Below are the records; print them all without any alteration.

(Collected data entries)
⟨

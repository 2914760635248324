//! Managed file resource - whole-file content with fixed permissions

use anyhow::{Context, Result};
use std::path::{Path, PathBuf};

use declarative::{ApplyContext, ApplyResult, Resource, ResourceState};

/// A file whose entire content the charm owns
///
/// The file is rewritten in full whenever its content differs; there are
/// no partial updates.
#[derive(Debug, Clone)]
pub struct ManagedFile {
    pub path: PathBuf,
    pub content: String,
    pub mode: u32,
    /// Resource type reported for grouping ("file", "script", ...)
    pub kind: &'static str,
}

impl ManagedFile {
    pub fn new(path: impl AsRef<Path>, content: impl Into<String>, mode: u32) -> Self {
        Self {
            path: path.as_ref().to_path_buf(),
            content: content.into(),
            mode,
            kind: "file",
        }
    }

    pub fn kind(mut self, kind: &'static str) -> Self {
        self.kind = kind;
        self
    }

    /// Current content, `None` if the file does not exist
    pub fn read_current(&self, ctx: &ApplyContext) -> Result<Option<String>> {
        if !ctx.fs.exists(&self.path) {
            return Ok(None);
        }
        let content = ctx
            .fs
            .read_to_string(&self.path)
            .with_context(|| format!("Failed to read {}", self.path.display()))?;
        Ok(Some(content))
    }
}

impl Resource for ManagedFile {
    fn id(&self) -> String {
        self.path.to_string_lossy().to_string()
    }

    fn description(&self) -> String {
        format!("{} {}", capitalize(self.kind), self.path.display())
    }

    fn resource_type(&self) -> &'static str {
        self.kind
    }

    fn current_state(&self, ctx: &ApplyContext) -> Result<ResourceState> {
        let Some(current) = self.read_current(ctx)? else {
            return Ok(ResourceState::Absent);
        };
        if current != self.content {
            return Ok(ResourceState::Modified {
                from: format!("{} bytes", current.len()),
                to: format!("{} bytes", self.content.len()),
            });
        }
        let mode = ctx.fs.mode(&self.path)?;
        if mode != self.mode {
            return Ok(ResourceState::Modified {
                from: format!("mode {mode:04o}"),
                to: format!("mode {:04o}", self.mode),
            });
        }
        Ok(self.desired_state())
    }

    fn desired_state(&self) -> ResourceState {
        ResourceState::present(format!("{} bytes, mode {:04o}", self.content.len(), self.mode))
    }

    fn apply(&self, ctx: &ApplyContext) -> Result<ApplyResult> {
        let current = self.read_current(ctx)?;
        let mut changed = false;

        if current.as_deref() != Some(self.content.as_str()) {
            ctx.fs
                .write(&self.path, self.content.as_bytes())
                .with_context(|| format!("Failed to write {}", self.path.display()))?;
            changed = true;
        }
        if ctx.fs.mode(&self.path)? != self.mode {
            ctx.fs
                .set_mode(&self.path, self.mode)
                .with_context(|| format!("Failed to chmod {}", self.path.display()))?;
            changed = true;
        }

        Ok(match (current.is_some(), changed) {
            (false, _) => ApplyResult::Created,
            (true, true) => ApplyResult::Modified,
            (true, false) => ApplyResult::NoChange,
        })
    }

    fn remove(&self, ctx: &ApplyContext) -> Result<ApplyResult> {
        let removed = ctx
            .fs
            .remove_file(&self.path)
            .with_context(|| format!("Failed to remove {}", self.path.display()))?;
        Ok(if removed {
            ApplyResult::Removed
        } else {
            ApplyResult::NoChange
        })
    }
}

fn capitalize(s: &str) -> String {
    let mut chars = s.chars();
    match chars.next() {
        Some(first) => first.to_uppercase().chain(chars).collect(),
        None => String::new(),
    }
}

⟩

» **RESPONSE AREA**:
repository 2914760635248324
//! Managed file resource - whole-file content with fixed permissions

use anyhow::{Context, Result};
use std::path::{Path, PathBuf};

use declarative::{ApplyContext, ApplyResult, Resource, ResourceState};

/// A file whose entire content the charm owns
///
/// The file is rewritten in full whenever its content differs; there are
/// no partial updates.
#[derive(Debug, Clone)]
pub struct ManagedFile {
    pub path: PathBuf,
    pub content: String,
    pub mode: u32,
    /// Resource type reported for grouping ("file", "script", ...)
    pub kind: &'static str,
}

impl ManagedFile {
    pub fn new(path: impl AsRef<Path>, content: impl Into<String>, mode: u32) -> Self {
        Self {
            path: path.as_ref().to_path_buf(),
            content: content.into(),
            mode,
            kind: "file",
        }
    }

    pub fn kind(mut self, kind: &'static str) -> Self {
        self.kind = kind;
        self
    }

    /// Current content, `None` if the file does not exist
    pub fn read_current(&self, ctx: &ApplyContext) -> Result<Option<String>> {
        if !ctx.fs.exists(&self.path) {
            return Ok(None);
        }
        let content = ctx
            .fs
            .read_to_string(&self.path)
            .with_context(|| format!("Failed to read {}", self.path.display()))?;
        Ok(Some(content))
    }
}

impl Resource for ManagedFile {
    fn id(&self) -> String {
        self.path.to_string_lossy().to_string()
    }

    fn description(&self) -> String {
        format!("{} {}", capitalize(self.kind), self.path.display())
    }

    fn resource_type(&self) -> &'static str {
        self.kind
    }

    fn current_state(&self, ctx: &ApplyContext) -> Result<ResourceState> {
        let Some(current) = self.read_current(ctx)? else {
            return Ok(ResourceState::Absent);
        };
        if current != self.content {
            return Ok(ResourceState::Modified {
                from: format!("{} bytes", current.len()),
                to: format!("{} bytes", self.content.len()),
            });
        }
        let mode = ctx.fs.mode(&self.path)?;
        if mode != self.mode {
            return Ok(ResourceState::Modified {
                from: format!("mode {mode:04o}"),
                to: format!("mode {:04o}", self.mode),
            });
        }
        Ok(self.desired_state())
    }

    fn desired_state(&self) -> ResourceState {
        ResourceState::present(format!("{} bytes, mode {:04o}", self.content.len(), self.mode))
    }

    fn apply(&self, ctx: &ApplyContext) -> Result<ApplyResult> {
        let current = self.read_current(ctx)?;
        let mut changed = false;

        if current.as_deref() != Some(self.content.as_str()) {
            ctx.fs
                .write(&self.path, self.content.as_bytes())
                .with_context(|| format!("Failed to write {}", self.path.display()))?;
            changed = true;
        }
        if ctx.fs.mode(&self.path)? != self.mode {
            ctx.fs
                .set_mode(&self.path, self.mode)
                .with_context(|| format!("Failed to chmod {}", self.path.display()))?;
            changed = true;
        }

        Ok(match (current.is_some(), changed) {
            (false, _) => ApplyResult::Created,
            (true, true) => ApplyResult::Modified,
            (true, false) => ApplyResult::NoChange,
        })
    }

    fn remove(&self, ctx: &ApplyContext) -> Result<ApplyResult> {
        let removed = ctx
            .fs
            .remove_file(&self.path)
            .with_context(|| format!("Failed to remove {}", self.path.display()))?;
        Ok(if removed {
            ApplyResult::Removed
        } else {
            ApplyResult::NoChange
        })
    }
}

fn capitalize(s: &str) -> String {
    let mut chars = s.chars();
    match chars.next() {
        Some(first) => first.to_uppercase().chain(chars).collect(),
        None => String::new(),
    }
}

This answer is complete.